Was wir uns nach dem Firmenessen gestanden

Wir arbeiteten vier Jahre lang zusammen in derselben Firma, bevor wir uns endlich die Wahrheit sagten. Vier Jahre mit Guten-Morgen-Gesprächen auf dem Flur, mit Kaffees aus dem Automaten in der Lobby, mit endlosen Meetings, in denen wir uns mit jener stillen Vertrautheit ansahen, die sich ganz von selbst zwischen Menschen entwickelt, die einander verstehen, ohne viel reden zu müssen. Aber in jener Nacht, nach dem Firmenessen im Restaurant am Hafen, änderte sich alles.

Andrés blieb sitzen, als die anderen aufstanden. Ich auch. Es gab keine stillschweigende Absprache, oder vielleicht doch. Jedenfalls waren wir beide noch da, als der letzte Kollege sich an der Tür mit einem Winken verabschiedete, mit halbvollen Weingläsern und Musik im Hintergrund, die den Raum füllte, der peinlich hätte werden sollen und es nicht wurde.

—Noch einen Wein? —fragte er.

—Ich muss morgen arbeiten —antwortete ich.

—Ich auch.

Wir bestellten die Flasche.

Andrés war zwei Jahre verwitwet, bevor ich in die Firma kam. Ich wusste es, weil Carmen aus der Verwaltung es mir in meiner ersten Woche erzählt hatte, mit diesem vertraulichen Ton, den Menschen haben, die schon lange an einem Ort sind. »Er hat seine Frau sehr jung verloren«, sagte sie. »Aber es geht ihm gut. Er ist stark.« Ich wusste damals nicht, was ich antworten sollte. In jener Nacht im Restaurant begriff ich schon besser, warum er bei manchen Dingen so verschlossen und bei anderen so offen war.

—Was war das Seltsamste, was dir je im Leben passiert ist? —fragte ich, ohne genau zu wissen, woher die Frage kam. Der Wein hatte damit sicher etwas zu tun.

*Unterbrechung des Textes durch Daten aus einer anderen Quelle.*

//! kinesnap CLI: replay captured Kubernetes support bundles.
//!
//! - `extract`: unpack a compressed capture into the tickets directory
//! - `translate`: write the snapshot artifact for a bundle
//! - `up` / `down`: seed and tear down a disposable cluster
//! - `log`: list or page captured pod logs
//! - `inspect`: verify and summarize an artifact

mod commands;
mod config;
mod format;
mod parse;

use std::io::{self, BufRead, Write};
use std::path::Path;
use std::process;

use anyhow::{bail, Context, Result};
use kinesnap::cluster::{SystemRunner, KUBECONFIG_HINT};
use kinesnap::durability::ArtifactReader;
use kinesnap::Bundle;
use tracing::debug;
use tracing_subscriber::{layer::SubscriberExt, util::SubscriberInitExt};

use commands::build_cli;
use config::Settings;
use format::{
    format_error, format_event, format_inspection, format_pod_table, format_translation_summary,
};
use parse::{matches_to_action, CliAction};

fn main() {
    let matches = build_cli().get_matches();
    let settings = Settings::from_matches(&matches);

    init_logging(settings.verbose);
    if !settings.color {
        colored::control::set_override(false);
    }

    let action = match matches_to_action(&matches) {
        Ok(action) => action,
        Err(e) => {
            eprintln!("(error) {}", e);
            process::exit(2);
        }
    };

    if let Err(e) = run(action, &settings) {
        eprintln!("{}", format_error(&e));
        process::exit(1);
    }
}

fn init_logging(verbose: bool) {
    let default_filter = if verbose { "kinesnap=debug" } else { "kinesnap=info" };
    tracing_subscriber::registry()
        .with(
            tracing_subscriber::EnvFilter::try_from_default_env()
                .unwrap_or_else(|_| default_filter.into()),
        )
        .with(
            tracing_subscriber::fmt::layer()
                .with_target(false)
                .with_writer(io::stderr),
        )
        .init();
}

fn run(action: CliAction, settings: &Settings) -> Result<()> {
    debug!(?action, "Running");
    let cwd = std::env::current_dir().context("cannot read the working directory")?;

    match action {
        CliAction::Extract { archive, ticket } => {
            let archive = settings.archive_path(&archive, &cwd);
            let ticket = match ticket {
                Some(ticket) => ticket,
                None => prompt_ticket()?,
            };
            let (bundle, report) = Bundle::extract(settings.tickets_dir()?, &archive, &ticket)
                .with_context(|| format!("failed to extract {}", archive.display()))?;
            for nested in &report.nested {
                println!("Unpacked {}", nested.display());
            }
            println!("Extracted bundle to {}", bundle.root().display());
        }
        CliAction::Translate { output, options } => {
            let bundle = open_bundle(settings, &cwd)?;
            let artifact = output.unwrap_or_else(|| bundle.layout().artifact);
            let (report, _) = bundle
                .translate_to(&artifact, options, &mut print_event)
                .context("translation failed")?;
            println!("{}", format_translation_summary(&report, &artifact));
        }
        CliAction::Up { options } => {
            let bundle = open_bundle(settings, &cwd)?;
            let report = bundle
                .up(&mut SystemRunner, options, &mut print_event)
                .context("failed to bring the cluster up")?;
            println!(
                "{}",
                format_translation_summary(&report.translation, &bundle.layout().artifact)
            );
            println!(
                "k3d cluster created! Please access the cluster with:\n{}",
                KUBECONFIG_HINT
            );
        }
        CliAction::Down => {
            let bundle = open_bundle(settings, &cwd)?;
            let report = bundle
                .down(&mut SystemRunner)
                .context("failed to tear the cluster down")?;
            if !report.cluster_deleted {
                println!("Cluster could not be deleted; check `k3d list`");
            }
            if report.resource_dir_removed {
                println!("Removed {}", bundle.layout().resource_dir.display());
            }
        }
        CliAction::LogList => {
            let index = open_bundle(settings, &cwd)?.pod_logs()?;
            println!("{}", format_pod_table(index.entries()));
        }
        CliAction::LogView { namespace, pod } => {
            let index = open_bundle(settings, &cwd)?.pod_logs()?;
            index
                .page(&mut SystemRunner, &namespace, &pod)
                .with_context(|| format!("cannot show the log of {}/{}", namespace, pod))?;
        }
        CliAction::Inspect {
            artifact,
            verify,
            keys,
        } => inspect(&cwd.join(artifact), verify, keys)?,
    }
    Ok(())
}

fn open_bundle(settings: &Settings, cwd: &Path) -> Result<Bundle> {
    Ok(Bundle::open(settings.bundle_root(cwd)?)?)
}

fn print_event(event: &kinesnap::translate::TranslationEvent) {
    println!("{}", format_event(event));
}

fn inspect(artifact: &Path, verify: bool, keys: bool) -> Result<()> {
    let manifest = ArtifactReader::read_manifest(artifact)?;
    let statements = ArtifactReader::read_statements(artifact, verify)
        .with_context(|| format!("cannot read {}", artifact.display()))?;
    let verified = verify && manifest.is_some();
    println!(
        "{}",
        format_inspection(artifact, manifest.as_ref(), &statements, verified, keys)
    );
    Ok(())
}

fn prompt_ticket() -> Result<String> {
    print!("Enter ticket: -> ");
    io::stdout().flush()?;

    let mut line = String::new();
    io::stdin().lock().read_line(&mut line)?;
    let ticket = line.trim();
    if ticket.is_empty() {
        bail!("Please specify a ticket to continue");
    }
    Ok(ticket.to_string())
}
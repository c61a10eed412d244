//! Seams between the translator and where its records go

use crate::error::Result;
use crate::types::KvRecord;

/// Destination for translated records
///
/// Records arrive in artifact order: ids strictly increasing. Implementors
/// must either accept a record completely or return an error.
pub trait RecordSink {
    /// Append one record
    fn write_record(&mut self, record: &KvRecord) -> Result<()>;
}

impl RecordSink for Vec<KvRecord> {
    fn write_record(&mut self, record: &KvRecord) -> Result<()> {
        self.push(record.clone());
        Ok(())
    }
}

impl<S: RecordSink + ?Sized> RecordSink for &mut S {
    fn write_record(&mut self, record: &KvRecord) -> Result<()> {
        (**self).write_record(record)
    }
}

Er sah mich an. Ein langer Blick, einer von denen, mit denen man abwägt, ob jemand die echte Antwort verkraftet oder lieber eine weichgespülte Version möchte.

—Seltsam in welchem Sinn?

—In jedem Sinn.

Noch eine Pause. Er füllte sein Glas langsam.

—Ich war mit meiner Frau in einem Club —sagte er schließlich—. Einem Swingerclub. Vor vielen Jahren. Bevor sie krank wurde. Wir waren ein paar Mal dort. Die beiden Male waren sehr unterschiedlich.

Damit hatte ich nicht gerechnet. Oder doch, aber nicht so direkt und nicht so früh. Diese Direktheit gefiel mir.

—Und? —sagte ich.

—Und es war interessant. Wir haben Dinge aneinander entdeckt, die wir sonst in zwanzig Jahren Ehe nicht entdeckt hätten.

Ich nahm einen Schluck.

—Gute oder schlechte Dinge?

—Gute. —Er lächelte schief—. Alles gute.

Da fing es an. Dieses Gespräch, das Stunden dauert und bei dem man, wenn es endet, nicht mehr zurück kann. Er erzählte mir, dass er mit seiner Frau einen Dreier mit einer anderen Frau gehabt hatte und dass er eine halbe Nacht lang zugesehen hatte, wie seine Frau der Fremden die Fotze leckte, während er sie von hinten fickte, ihre Hüften festhielt und sah, wie sie mit vollem Mund stöhnte. Er erzählte mir auch von dem Dreier mit einem gemeinsamen Freund, wie seine Frau beiden gleichzeitig einen geblasen hatte, abwechselnd den einen und den anderen, und wie sie danach verlangt hatte, dass beide sie gleichzeitig penetrieren, einer in die Fotze und einer in den Arsch, und dass das das Brutalste und Intimste gewesen sei, was sie je miteinander geteilt hätten. Dass er als junger Mann, vor der Ehe, mehrmals mit Männern zusammen gewesen sei, dass er mehr als einem den Schwanz gelutscht habe und auch mehr als einen Schwanz in sich gehabt habe. Dass er nichts davon bereue. Dass seine Frau alles gewusst habe und ihn nie verurteilt habe. Dass ihm an ihr das meiste gefehlt habe: jemanden zu haben, der einen wirklich kennt und nicht davonläuft.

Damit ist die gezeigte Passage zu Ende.